>>>>

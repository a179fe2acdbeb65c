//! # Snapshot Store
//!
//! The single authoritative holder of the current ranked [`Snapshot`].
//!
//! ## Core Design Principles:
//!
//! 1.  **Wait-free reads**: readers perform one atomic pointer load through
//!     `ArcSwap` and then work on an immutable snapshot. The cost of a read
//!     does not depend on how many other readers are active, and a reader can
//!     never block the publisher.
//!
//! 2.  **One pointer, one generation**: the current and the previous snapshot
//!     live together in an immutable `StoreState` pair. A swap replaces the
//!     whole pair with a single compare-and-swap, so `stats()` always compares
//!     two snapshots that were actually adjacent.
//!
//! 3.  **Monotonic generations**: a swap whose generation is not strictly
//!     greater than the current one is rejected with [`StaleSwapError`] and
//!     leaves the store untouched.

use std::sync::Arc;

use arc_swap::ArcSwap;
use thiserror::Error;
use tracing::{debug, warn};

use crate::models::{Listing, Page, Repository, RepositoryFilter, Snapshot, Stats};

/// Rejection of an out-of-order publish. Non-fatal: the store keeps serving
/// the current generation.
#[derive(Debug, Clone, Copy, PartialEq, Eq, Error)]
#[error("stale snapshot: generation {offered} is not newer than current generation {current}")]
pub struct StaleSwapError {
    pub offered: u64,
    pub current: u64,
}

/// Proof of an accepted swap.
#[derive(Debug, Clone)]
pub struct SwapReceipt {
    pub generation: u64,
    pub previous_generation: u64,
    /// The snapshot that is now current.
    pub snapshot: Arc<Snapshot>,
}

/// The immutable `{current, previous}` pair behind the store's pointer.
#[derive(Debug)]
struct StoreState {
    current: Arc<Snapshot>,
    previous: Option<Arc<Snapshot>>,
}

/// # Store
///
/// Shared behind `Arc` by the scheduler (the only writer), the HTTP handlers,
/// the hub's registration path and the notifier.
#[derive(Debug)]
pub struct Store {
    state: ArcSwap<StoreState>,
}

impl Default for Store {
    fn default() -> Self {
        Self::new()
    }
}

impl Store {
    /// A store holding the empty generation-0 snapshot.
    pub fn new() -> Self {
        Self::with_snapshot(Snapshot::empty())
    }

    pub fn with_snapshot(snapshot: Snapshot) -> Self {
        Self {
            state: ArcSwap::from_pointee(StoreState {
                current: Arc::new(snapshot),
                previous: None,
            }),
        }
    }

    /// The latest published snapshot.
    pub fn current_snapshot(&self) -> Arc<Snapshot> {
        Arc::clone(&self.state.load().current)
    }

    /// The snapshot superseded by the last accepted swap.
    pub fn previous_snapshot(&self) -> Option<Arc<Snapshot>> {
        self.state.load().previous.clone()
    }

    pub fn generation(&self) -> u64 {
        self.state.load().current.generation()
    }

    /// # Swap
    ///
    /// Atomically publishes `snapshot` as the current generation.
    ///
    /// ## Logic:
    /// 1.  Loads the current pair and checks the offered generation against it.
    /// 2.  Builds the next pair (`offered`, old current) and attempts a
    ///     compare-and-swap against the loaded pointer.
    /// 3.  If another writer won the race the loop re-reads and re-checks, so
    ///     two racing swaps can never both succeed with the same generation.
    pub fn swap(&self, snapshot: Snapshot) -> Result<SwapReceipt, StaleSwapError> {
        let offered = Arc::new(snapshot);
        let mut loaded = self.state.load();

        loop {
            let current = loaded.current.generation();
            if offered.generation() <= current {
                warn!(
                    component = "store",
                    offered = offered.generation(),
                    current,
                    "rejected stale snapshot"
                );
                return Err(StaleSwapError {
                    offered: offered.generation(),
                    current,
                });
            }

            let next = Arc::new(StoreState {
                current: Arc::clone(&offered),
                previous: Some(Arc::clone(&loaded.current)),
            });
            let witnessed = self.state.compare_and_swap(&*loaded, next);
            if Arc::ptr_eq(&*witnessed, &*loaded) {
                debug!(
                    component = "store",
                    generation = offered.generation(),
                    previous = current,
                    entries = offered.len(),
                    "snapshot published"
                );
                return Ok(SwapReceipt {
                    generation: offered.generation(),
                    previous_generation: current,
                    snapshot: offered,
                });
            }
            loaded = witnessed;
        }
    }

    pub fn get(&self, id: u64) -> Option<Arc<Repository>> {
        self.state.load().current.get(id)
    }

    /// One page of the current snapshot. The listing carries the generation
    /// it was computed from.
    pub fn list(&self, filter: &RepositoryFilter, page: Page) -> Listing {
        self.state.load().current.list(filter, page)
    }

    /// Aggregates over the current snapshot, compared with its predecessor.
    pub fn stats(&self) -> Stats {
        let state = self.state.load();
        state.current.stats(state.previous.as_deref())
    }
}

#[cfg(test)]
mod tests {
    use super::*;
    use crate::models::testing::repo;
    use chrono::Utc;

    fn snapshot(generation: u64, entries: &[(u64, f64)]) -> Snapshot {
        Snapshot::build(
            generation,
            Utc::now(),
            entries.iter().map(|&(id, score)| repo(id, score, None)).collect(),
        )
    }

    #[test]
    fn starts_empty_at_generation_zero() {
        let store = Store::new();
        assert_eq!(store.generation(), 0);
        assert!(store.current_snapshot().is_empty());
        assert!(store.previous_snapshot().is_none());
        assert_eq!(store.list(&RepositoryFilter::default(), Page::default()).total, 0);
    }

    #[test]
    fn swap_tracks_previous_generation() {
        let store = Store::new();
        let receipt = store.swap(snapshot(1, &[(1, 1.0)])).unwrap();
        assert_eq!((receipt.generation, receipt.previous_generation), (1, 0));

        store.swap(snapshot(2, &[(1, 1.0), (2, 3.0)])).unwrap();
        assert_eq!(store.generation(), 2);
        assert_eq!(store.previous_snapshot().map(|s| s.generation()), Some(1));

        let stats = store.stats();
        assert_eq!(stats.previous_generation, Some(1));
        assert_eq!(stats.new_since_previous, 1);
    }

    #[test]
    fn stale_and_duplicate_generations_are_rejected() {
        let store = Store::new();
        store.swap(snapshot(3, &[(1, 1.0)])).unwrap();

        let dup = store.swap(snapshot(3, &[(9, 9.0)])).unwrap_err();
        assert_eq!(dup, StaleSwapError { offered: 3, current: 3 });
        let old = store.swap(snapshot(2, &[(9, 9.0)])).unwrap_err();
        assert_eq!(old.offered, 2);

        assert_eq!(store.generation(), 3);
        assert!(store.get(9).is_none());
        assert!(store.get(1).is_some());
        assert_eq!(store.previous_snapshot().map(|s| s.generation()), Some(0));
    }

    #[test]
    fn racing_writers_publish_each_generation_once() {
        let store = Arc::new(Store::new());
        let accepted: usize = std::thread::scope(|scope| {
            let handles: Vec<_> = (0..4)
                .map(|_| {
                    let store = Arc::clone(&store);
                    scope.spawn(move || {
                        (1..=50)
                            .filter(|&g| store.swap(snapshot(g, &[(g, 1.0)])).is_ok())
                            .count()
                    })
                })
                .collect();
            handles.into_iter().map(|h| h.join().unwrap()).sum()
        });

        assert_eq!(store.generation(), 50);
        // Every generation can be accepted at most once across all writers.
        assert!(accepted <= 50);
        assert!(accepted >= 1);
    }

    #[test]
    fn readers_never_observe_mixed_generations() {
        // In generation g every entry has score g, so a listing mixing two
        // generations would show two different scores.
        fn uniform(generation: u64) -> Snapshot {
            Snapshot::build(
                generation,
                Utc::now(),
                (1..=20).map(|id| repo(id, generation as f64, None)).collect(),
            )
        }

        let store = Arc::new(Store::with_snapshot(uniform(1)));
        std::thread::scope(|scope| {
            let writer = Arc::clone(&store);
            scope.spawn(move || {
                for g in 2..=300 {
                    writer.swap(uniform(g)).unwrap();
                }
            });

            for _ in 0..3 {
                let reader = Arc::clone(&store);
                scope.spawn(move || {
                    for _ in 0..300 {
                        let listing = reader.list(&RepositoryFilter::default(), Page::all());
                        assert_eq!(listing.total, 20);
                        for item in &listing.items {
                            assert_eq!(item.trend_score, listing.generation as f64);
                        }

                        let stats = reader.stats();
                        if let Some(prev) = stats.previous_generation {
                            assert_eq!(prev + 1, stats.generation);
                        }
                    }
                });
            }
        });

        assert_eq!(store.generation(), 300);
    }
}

<<<<

* [Try it] Across the listing above, find all lines where the word "than" is present and copy them.

* [Answer box]
//!     greater than the current one is rejected with [`StaleSwapError`] and
#[error("stale snapshot: generation {offered} is not newer than current generation {current}")]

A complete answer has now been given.